A self-taught seamstress, Marie became sought after for her work and sewed outfits for the clergy. After awhile, she tried to keep her seamstress abilities a secret so “people wouldn’t keep asking me to make things!”
Her time at the DuPont’s ended after she married Charles Lund. She introduced Charles to the DuPonts’, he became their butler and they began a family. Her seamstress and cooking skills came in handy while she raised 7 children. Walking everywhere, she never had a license, never owned a car; there were days when Marie would walk for hours.
“Home Smelled like a Bakery”
Coming home from school the Lund children were greeted with the smell of fresh baked goods. Marie’s seven children each had their personal favorites. From chocolate chip cookies to orange chiffon cake, the list of goodies that she made throughout the years was long.
When asked if there is a type of food Marie enjoys the most, a simple, “Food is food” was her answer with the added comment “some things are better than others.”
Unsure what to expect on this year’s birthday celebration, it’s doubtful that 100 candles will be put on the cake. On her 95th birthday Marie wanted to see what 95 candles looked like on a cake, apparently it was impressive enough to set off the smoke detectors.
Tai Chi for Marie
Marie began taking Tai Chi a few years ago at The Players Senior Center in Ponte Verde. Tai Chi is an ancient Chinese tradition that is practiced as a graceful form of exercise. It involves a series of movements performed in a slow, focused manner and accompanied by deep breathing. Tai Chi has helped Marie, “Stand firmly on my feet, it steadies you and does the trick.” Her teacher, Dennis Sheils, had many pleasant thoughts about Marie; her tenacity, her faith and strength. “Marie goes with the flow,” he says with a smile. Though her movements are slower due to her eyesight she is an inspiration to her classmates.

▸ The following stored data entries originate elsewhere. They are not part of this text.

/* This Source Code Form is subject to the terms of the Mozilla Public
 * License, v. 2.0. If a copy of the MPL was not distributed with this
 * file, You can obtain one at https://mozilla.org/MPL/2.0/.
 *
 * (c) 2024 The Nightjar Authors.
 */

//! PRNG, Thompson-sampling Beta/Gamma draws, and the small checksum/hex
//! helpers shared by the bandits, attack frame builders, and GPS ingest.

pub mod beta;
pub mod checksum;
pub mod random;

pub use beta::{beta_mean, sample_beta, sample_gamma, MIN_SHAPE};
pub use checksum::{format_mac, parse_mac, verify_nmea_checksum};
pub use random::Xorshift64;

Marie’s Advice on Living 100 years
Diminutive in stature and brief with her words, Marie had a few things to say about life and if she has a magic pill or secret to living 100 years. “Be truthful about everything you say. Then you won’t have to worry about what you’ve said. It’s always the truth”.
Even though her eyes are clouded from macular degeneration, you can still see the hazel they once were. She never spoke of her aches or her diminishing eyesight and continues to read daily on a machine for the blind. When asked how it feels to be 100 years old Marie said, you just “imagine each day at a time”.
It also seems that walking, and now Tai Chi has played a big part in keeping Marie healthy and grounded.
Is there a magic pill or secret? “No secret” is Marie’s succinct reply. A true “Salt of the Earth”, Marie has lived her life with a steady hand, a strong heart and feet that are planted firmly on the ground.